3 Kids Will Become Fearful
Any parent knows that children have a vivid imagination, Some fear seems to be inexplicable. The monsters can be under the bed, inside the closet and, why not, inside the toilet. So don’t underestimate the fear of your child. When you make it sound just like a silly thing, the chances of the potty training be more complicated are huge.
It’s normal that small children are afraid of falling or even sitting on it and show some resistance. Ignore the fear of a child can also lead the child to take some steps back and increase the chances of having toilet accidents more often.
Smaller children tend to be more resistant to the idea of using the potty. If the child is too small, give him/her time to get in use to the idea and see that there is nothing to fear about it.

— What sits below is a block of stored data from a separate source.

//! [`ApiClient`]: one method per catalog endpoint.

use reqwest::header::AUTHORIZATION;
use reqwest::{Method, Response, StatusCode};
use serde::de::DeserializeOwned;
use serde_json::json;

use store::{
    ApiMessage, CatalogConfig, ErrorBody, NewUser, Product, ProductId, SessionProvider,
    TokenResponse, User,
};

use crate::error::{ApiError, GENERIC_FAILURE, UNREADABLE_FAILURE};

/// HTTP client for the catalog service.
///
/// Cloning is cheap: the underlying `reqwest::Client` is reference counted,
/// and the session provider is cloned as well.
#[derive(Clone, Debug)]
pub struct ApiClient<P> {
    http: reqwest::Client,
    base_url: String,
    session: P,
}

impl<P: SessionProvider> ApiClient<P> {
    pub fn new(base_url: impl Into<String>, session: P) -> Self {
        let base_url = base_url.into().trim_end_matches('/').to_string();
        Self {
            http: reqwest::Client::new(),
            base_url,
            session,
        }
    }

    pub fn from_config(config: &CatalogConfig, session: P) -> Self {
        Self::new(config.api.base_url.clone(), session)
    }

    pub fn base_url(&self) -> &str {
        &self.base_url
    }

    pub fn session(&self) -> &P {
        &self.session
    }

    fn url(&self, path: &str) -> String {
        format!("{}{}", self.base_url, path)
    }

    /// Send an authenticated request and decode the JSON response.
    ///
    /// Fails with [`ApiError::Unauthenticated`] before touching the network
    /// when no session is stored. A 401 clears the session.
    pub async fn request<T: DeserializeOwned>(
        &self,
        method: Method,
        path: &str,
        body: Option<serde_json::Value>,
    ) -> Result<T, ApiError> {
        let Some(session) = self.session.get_session() else {
            tracing::debug!("{} {} refused: no session", method, path);
            return Err(ApiError::Unauthenticated);
        };

        tracing::debug!("{} {}", method, path);
        let mut builder = self
            .http
            .request(method.clone(), self.url(path))
            .header(AUTHORIZATION, session.bearer());
        if let Some(body) = body {
            builder = builder.json(&body);
        }

        let response = builder.send().await.map_err(|e| {
            tracing::warn!("{} {} failed: {}", method, path, e);
            ApiError::Network(e)
        })?;

        if response.status() == StatusCode::UNAUTHORIZED {
            tracing::warn!("{} {} rejected the session token", method, path);
            self.session.clear_session();
            return Err(ApiError::SessionExpired);
        }

        read_json(response).await
    }

    /// Exchange credentials for a bearer token.
    pub async fn login(&self, username: &str, password: &str) -> Result<TokenResponse, ApiError> {
        tracing::debug!("POST /token for {}", username);
        let response = self
            .http
            .post(self.url("/token"))
            .form(&[("username", username), ("password", password)])
            .send()
            .await?;
        read_json(response).await
    }

    /// Create an account. Does not log in.
    pub async fn register(&self, new_user: &NewUser) -> Result<User, ApiError> {
        tracing::debug!("POST /register for {}", new_user.username);
        let response = self
            .http
            .post(self.url("/register"))
            .json(new_user)
            .send()
            .await?;
        read_json(response).await
    }

    /// Fetch the profile for a token that is not stored yet.
    ///
    /// Used right after login; a rejected token here is a plain
    /// `RequestFailed` because there is no session to expire.
    pub async fn current_user_with_token(&self, token: &str) -> Result<User, ApiError> {
        tracing::debug!("GET /users/me with a fresh token");
        let response = self
            .http
            .get(self.url("/users/me"))
            .bearer_auth(token)
            .send()
            .await?;
        read_json(response).await
    }

    pub async fn current_user(&self) -> Result<User, ApiError> {
        self.request(Method::GET, "/users/me", None).await
    }

    pub async fn list_products(&self) -> Result<Vec<Product>, ApiError> {
        self.request(Method::GET, "/products", None).await
    }

    pub async fn my_products(&self) -> Result<Vec<Product>, ApiError> {
        self.request(Method::GET, "/my-products", None).await
    }

    pub async fn get_product(&self, id: ProductId) -> Result<Product, ApiError> {
        self.request(Method::GET, &format!("/products/{id}"), None).await
    }

    pub async fn assign_product(&self, id: ProductId) -> Result<ApiMessage, ApiError> {
        let body = json!({ "product_id": id });
        self.request(Method::POST, "/assign-product", Some(body)).await
    }

    pub async fn unassign_product(&self, id: ProductId) -> Result<ApiMessage, ApiError> {
        let path = format!("/unassign-product/{id}");
        self.request(Method::DELETE, &path, None).await
    }
}

/// Decode a 2xx body, or turn a non-2xx response into `RequestFailed`.
async fn read_json<T: DeserializeOwned>(response: Response) -> Result<T, ApiError> {
    let status = response.status();
    if !status.is_success() {
        let message = error_message(response).await;
        tracing::warn!("HTTP {}: {}", status, message);
        return Err(ApiError::request_failed(status, message));
    }
    response
        .json::<T>()
        .await
        .map_err(|e| ApiError::Decode(e.to_string()))
}

/// Human-readable message from an error body.
async fn error_message(response: Response) -> String {
    let text = response.text().await.unwrap_or_default();
    match serde_json::from_str::<ErrorBody>(&text) {
        Ok(body) => body
            .detail
            .filter(|detail| !detail.is_empty())
            .unwrap_or_else(|| GENERIC_FAILURE.to_string()),
        // JSON, but `detail` is not a string (validation errors carry a list)
        Err(_) if serde_json::from_str::<serde_json::Value>(&text).is_ok() => {
            GENERIC_FAILURE.to_string()
        }
        Err(_) => UNREADABLE_FAILURE.to_string(),
    }
}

2 Along With Growing Frustrations
Toilet accidents will happen along the way and it’s completely normal. It’s also common that parents feel frustrated and ask themselves what they are doing wrong. But they shouldn’t. And if you feel that it’s too early for your child, just postpone it for a few months, until they are ready.
However, if you can’t help the feeling of frustration, try to share it with other adults. When children have toilet accidents they shouldn’t be repressed because they did not something wrong. Something you absolutely don’t need is that your child links potty training to frustrating and tense moments. There are great chances that they will sense the parents' frustrations and feel they let their parents down.
Forcing your children to get rid of the diapers when they aren’t ready yet can create a lot of frustration and even affect their emotional development, especially toward the parents.
1 It Shouldn't Be A Competition
All parents are proud of the achievements of their children. But there isn’t un-failable recipe when you are raising a child. It’s important to understand that each kid has their own time, not only for using the toilet - but also for talking, walking and many other things.
We all want our children to make progress, but don’t face it as a competition. If the child of your neighbor succeeded in the toilet easily, good for them! But other children can’t be used to measure the success of your children. If fact, even among siblings you can notice differences.
Each person has a different rhythm and parents should respect it. You will notice that your child is ready to start potty training when he/she bowel movements are stable, pees a fair amount at once and he is also well coordinated enough to walk.